— What to produce —
Your answer must be an exact copy of the listing.

────────────────────────────────────────

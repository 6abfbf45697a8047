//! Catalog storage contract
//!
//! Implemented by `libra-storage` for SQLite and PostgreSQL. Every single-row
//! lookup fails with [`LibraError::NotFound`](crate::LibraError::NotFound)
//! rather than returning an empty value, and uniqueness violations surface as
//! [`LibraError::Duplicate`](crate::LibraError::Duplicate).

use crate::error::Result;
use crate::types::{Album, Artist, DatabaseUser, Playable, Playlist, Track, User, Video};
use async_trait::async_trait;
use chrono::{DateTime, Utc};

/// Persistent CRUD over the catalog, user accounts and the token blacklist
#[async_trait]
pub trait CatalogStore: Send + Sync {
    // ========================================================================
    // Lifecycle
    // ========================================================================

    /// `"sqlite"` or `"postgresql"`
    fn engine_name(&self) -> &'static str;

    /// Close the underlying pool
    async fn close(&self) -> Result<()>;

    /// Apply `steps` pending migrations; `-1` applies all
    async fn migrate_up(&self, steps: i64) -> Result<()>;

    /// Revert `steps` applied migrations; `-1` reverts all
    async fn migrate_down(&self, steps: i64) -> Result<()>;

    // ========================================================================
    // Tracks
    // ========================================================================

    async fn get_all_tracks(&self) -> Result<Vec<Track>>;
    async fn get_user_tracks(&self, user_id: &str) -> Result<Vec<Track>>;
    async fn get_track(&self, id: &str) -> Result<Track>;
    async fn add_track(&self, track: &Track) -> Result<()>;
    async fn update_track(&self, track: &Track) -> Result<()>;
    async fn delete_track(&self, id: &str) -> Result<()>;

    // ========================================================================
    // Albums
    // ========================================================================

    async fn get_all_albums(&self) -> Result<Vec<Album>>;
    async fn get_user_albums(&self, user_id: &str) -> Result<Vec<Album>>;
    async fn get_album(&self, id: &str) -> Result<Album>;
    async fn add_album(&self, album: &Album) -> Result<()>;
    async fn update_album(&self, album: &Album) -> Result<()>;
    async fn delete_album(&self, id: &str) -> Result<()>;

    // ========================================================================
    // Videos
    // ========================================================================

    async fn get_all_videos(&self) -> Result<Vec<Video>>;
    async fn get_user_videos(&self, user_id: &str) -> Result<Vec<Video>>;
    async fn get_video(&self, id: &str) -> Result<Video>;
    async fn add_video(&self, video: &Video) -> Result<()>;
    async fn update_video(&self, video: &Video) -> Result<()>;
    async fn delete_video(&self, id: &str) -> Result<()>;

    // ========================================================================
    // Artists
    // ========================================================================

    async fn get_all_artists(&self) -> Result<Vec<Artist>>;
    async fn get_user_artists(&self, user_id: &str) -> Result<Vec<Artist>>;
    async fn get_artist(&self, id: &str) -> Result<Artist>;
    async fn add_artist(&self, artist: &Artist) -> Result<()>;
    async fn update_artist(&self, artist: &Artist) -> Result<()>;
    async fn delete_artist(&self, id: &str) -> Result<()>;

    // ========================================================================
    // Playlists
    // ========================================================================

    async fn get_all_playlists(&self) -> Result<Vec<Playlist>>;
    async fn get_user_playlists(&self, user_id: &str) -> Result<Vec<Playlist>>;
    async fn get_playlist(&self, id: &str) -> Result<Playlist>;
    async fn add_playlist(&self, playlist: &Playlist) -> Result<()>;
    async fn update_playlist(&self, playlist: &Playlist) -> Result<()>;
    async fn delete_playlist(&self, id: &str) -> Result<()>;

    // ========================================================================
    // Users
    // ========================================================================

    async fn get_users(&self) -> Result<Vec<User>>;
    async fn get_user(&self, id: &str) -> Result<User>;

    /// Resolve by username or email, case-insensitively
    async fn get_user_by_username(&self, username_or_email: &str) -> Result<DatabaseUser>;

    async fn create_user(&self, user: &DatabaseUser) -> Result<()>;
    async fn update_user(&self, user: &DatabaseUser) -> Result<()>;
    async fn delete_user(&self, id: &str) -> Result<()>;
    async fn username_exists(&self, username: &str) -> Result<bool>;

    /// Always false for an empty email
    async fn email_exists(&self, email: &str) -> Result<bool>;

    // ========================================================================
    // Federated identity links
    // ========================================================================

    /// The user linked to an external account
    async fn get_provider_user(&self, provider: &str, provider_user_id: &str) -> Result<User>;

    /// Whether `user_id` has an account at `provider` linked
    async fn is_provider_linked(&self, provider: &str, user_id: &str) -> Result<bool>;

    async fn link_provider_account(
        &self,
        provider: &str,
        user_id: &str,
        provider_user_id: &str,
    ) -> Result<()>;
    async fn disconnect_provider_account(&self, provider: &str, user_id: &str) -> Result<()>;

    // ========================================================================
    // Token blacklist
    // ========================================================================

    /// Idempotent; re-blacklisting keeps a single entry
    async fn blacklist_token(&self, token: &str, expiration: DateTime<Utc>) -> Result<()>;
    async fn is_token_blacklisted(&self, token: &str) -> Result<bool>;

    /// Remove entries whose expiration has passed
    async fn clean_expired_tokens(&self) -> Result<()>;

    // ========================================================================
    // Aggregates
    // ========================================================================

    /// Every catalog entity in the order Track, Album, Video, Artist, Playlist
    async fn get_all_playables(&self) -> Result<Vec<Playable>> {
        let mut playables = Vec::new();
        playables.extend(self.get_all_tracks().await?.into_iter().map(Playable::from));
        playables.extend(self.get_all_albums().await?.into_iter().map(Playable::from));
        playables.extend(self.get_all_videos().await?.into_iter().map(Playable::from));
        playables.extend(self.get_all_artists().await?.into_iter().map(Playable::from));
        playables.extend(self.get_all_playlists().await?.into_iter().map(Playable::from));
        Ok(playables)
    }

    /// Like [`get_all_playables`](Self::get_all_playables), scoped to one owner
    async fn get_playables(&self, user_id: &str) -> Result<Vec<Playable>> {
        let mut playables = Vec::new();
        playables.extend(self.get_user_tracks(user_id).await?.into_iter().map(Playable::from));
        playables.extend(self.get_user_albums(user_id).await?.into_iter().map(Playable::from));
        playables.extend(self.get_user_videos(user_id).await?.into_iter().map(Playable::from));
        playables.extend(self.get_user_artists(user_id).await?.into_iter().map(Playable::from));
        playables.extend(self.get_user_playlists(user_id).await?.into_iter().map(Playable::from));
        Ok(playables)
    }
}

────────────────────────────────────────

— Written response —
repository 6abfbf45697a8047
//! Catalog storage contract
//!
//! Implemented by `libra-storage` for SQLite and PostgreSQL. Every single-row
//! lookup fails with [`LibraError::NotFound`](crate::LibraError::NotFound)
//! rather than returning an empty value, and uniqueness violations surface as
//! [`LibraError::Duplicate`](crate::LibraError::Duplicate).

use crate::error::Result;
use crate::types::{Album, Artist, DatabaseUser, Playable, Playlist, Track, User, Video};
use async_trait::async_trait;
use chrono::{DateTime, Utc};

/// Persistent CRUD over the catalog, user accounts and the token blacklist
#[async_trait]
pub trait CatalogStore: Send + Sync {
    // ========================================================================
    // Lifecycle
    // ========================================================================

    /// `"sqlite"` or `"postgresql"`
    fn engine_name(&self) -> &'static str;

    /// Close the underlying pool
    async fn close(&self) -> Result<()>;

    /// Apply `steps` pending migrations; `-1` applies all
    async fn migrate_up(&self, steps: i64) -> Result<()>;

    /// Revert `steps` applied migrations; `-1` reverts all
    async fn migrate_down(&self, steps: i64) -> Result<()>;

    // ========================================================================
    // Tracks
    // ========================================================================

    async fn get_all_tracks(&self) -> Result<Vec<Track>>;
    async fn get_user_tracks(&self, user_id: &str) -> Result<Vec<Track>>;
    async fn get_track(&self, id: &str) -> Result<Track>;
    async fn add_track(&self, track: &Track) -> Result<()>;
    async fn update_track(&self, track: &Track) -> Result<()>;
    async fn delete_track(&self, id: &str) -> Result<()>;

    // ========================================================================
    // Albums
    // ========================================================================

    async fn get_all_albums(&self) -> Result<Vec<Album>>;
    async fn get_user_albums(&self, user_id: &str) -> Result<Vec<Album>>;
    async fn get_album(&self, id: &str) -> Result<Album>;
    async fn add_album(&self, album: &Album) -> Result<()>;
    async fn update_album(&self, album: &Album) -> Result<()>;
    async fn delete_album(&self, id: &str) -> Result<()>;

    // ========================================================================
    // Videos
    // ========================================================================

    async fn get_all_videos(&self) -> Result<Vec<Video>>;
    async fn get_user_videos(&self, user_id: &str) -> Result<Vec<Video>>;
    async fn get_video(&self, id: &str) -> Result<Video>;
    async fn add_video(&self, video: &Video) -> Result<()>;
    async fn update_video(&self, video: &Video) -> Result<()>;
    async fn delete_video(&self, id: &str) -> Result<()>;

    // ========================================================================
    // Artists
    // ========================================================================

    async fn get_all_artists(&self) -> Result<Vec<Artist>>;
    async fn get_user_artists(&self, user_id: &str) -> Result<Vec<Artist>>;
    async fn get_artist(&self, id: &str) -> Result<Artist>;
    async fn add_artist(&self, artist: &Artist) -> Result<()>;
    async fn update_artist(&self, artist: &Artist) -> Result<()>;
    async fn delete_artist(&self, id: &str) -> Result<()>;

    // ========================================================================
    // Playlists
    // ========================================================================

    async fn get_all_playlists(&self) -> Result<Vec<Playlist>>;
    async fn get_user_playlists(&self, user_id: &str) -> Result<Vec<Playlist>>;
    async fn get_playlist(&self, id: &str) -> Result<Playlist>;
    async fn add_playlist(&self, playlist: &Playlist) -> Result<()>;
    async fn update_playlist(&self, playlist: &Playlist) -> Result<()>;
    async fn delete_playlist(&self, id: &str) -> Result<()>;

    // ========================================================================
    // Users
    // ========================================================================

    async fn get_users(&self) -> Result<Vec<User>>;
    async fn get_user(&self, id: &str) -> Result<User>;

    /// Resolve by username or email, case-insensitively
    async fn get_user_by_username(&self, username_or_email: &str) -> Result<DatabaseUser>;

    async fn create_user(&self, user: &DatabaseUser) -> Result<()>;
    async fn update_user(&self, user: &DatabaseUser) -> Result<()>;
    async fn delete_user(&self, id: &str) -> Result<()>;
    async fn username_exists(&self, username: &str) -> Result<bool>;

    /// Always false for an empty email
    async fn email_exists(&self, email: &str) -> Result<bool>;

    // ========================================================================
    // Federated identity links
    // ========================================================================

    /// The user linked to an external account
    async fn get_provider_user(&self, provider: &str, provider_user_id: &str) -> Result<User>;

    /// Whether `user_id` has an account at `provider` linked
    async fn is_provider_linked(&self, provider: &str, user_id: &str) -> Result<bool>;

    async fn link_provider_account(
        &self,
        provider: &str,
        user_id: &str,
        provider_user_id: &str,
    ) -> Result<()>;
    async fn disconnect_provider_account(&self, provider: &str, user_id: &str) -> Result<()>;

    // ========================================================================
    // Token blacklist
    // ========================================================================

    /// Idempotent; re-blacklisting keeps a single entry
    async fn blacklist_token(&self, token: &str, expiration: DateTime<Utc>) -> Result<()>;
    async fn is_token_blacklisted(&self, token: &str) -> Result<bool>;

    /// Remove entries whose expiration has passed
    async fn clean_expired_tokens(&self) -> Result<()>;

    // ========================================================================
    // Aggregates
    // ========================================================================

    /// Every catalog entity in the order Track, Album, Video, Artist, Playlist
    async fn get_all_playables(&self) -> Result<Vec<Playable>> {
        let mut playables = Vec::new();
        playables.extend(self.get_all_tracks().await?.into_iter().map(Playable::from));
        playables.extend(self.get_all_albums().await?.into_iter().map(Playable::from));
        playables.extend(self.get_all_videos().await?.into_iter().map(Playable::from));
        playables.extend(self.get_all_artists().await?.into_iter().map(Playable::from));
        playables.extend(self.get_all_playlists().await?.into_iter().map(Playable::from));
        Ok(playables)
    }

    /// Like [`get_all_playables`](Self::get_all_playables), scoped to one owner
    async fn get_playables(&self, user_id: &str) -> Result<Vec<Playable>> {
        let mut playables = Vec::new();
        playables.extend(self.get_user_tracks(user_id).await?.into_iter().map(Playable::from));
        playables.extend(self.get_user_albums(user_id).await?.into_iter().map(Playable::from));
        playables.extend(self.get_user_videos(user_id).await?.into_iter().map(Playable::from));
        playables.extend(self.get_user_artists(user_id).await?.into_iter().map(Playable::from));
        playables.extend(self.get_user_playlists(user_id).await?.into_iter().map(Playable::from));
        Ok(playables)
    }
}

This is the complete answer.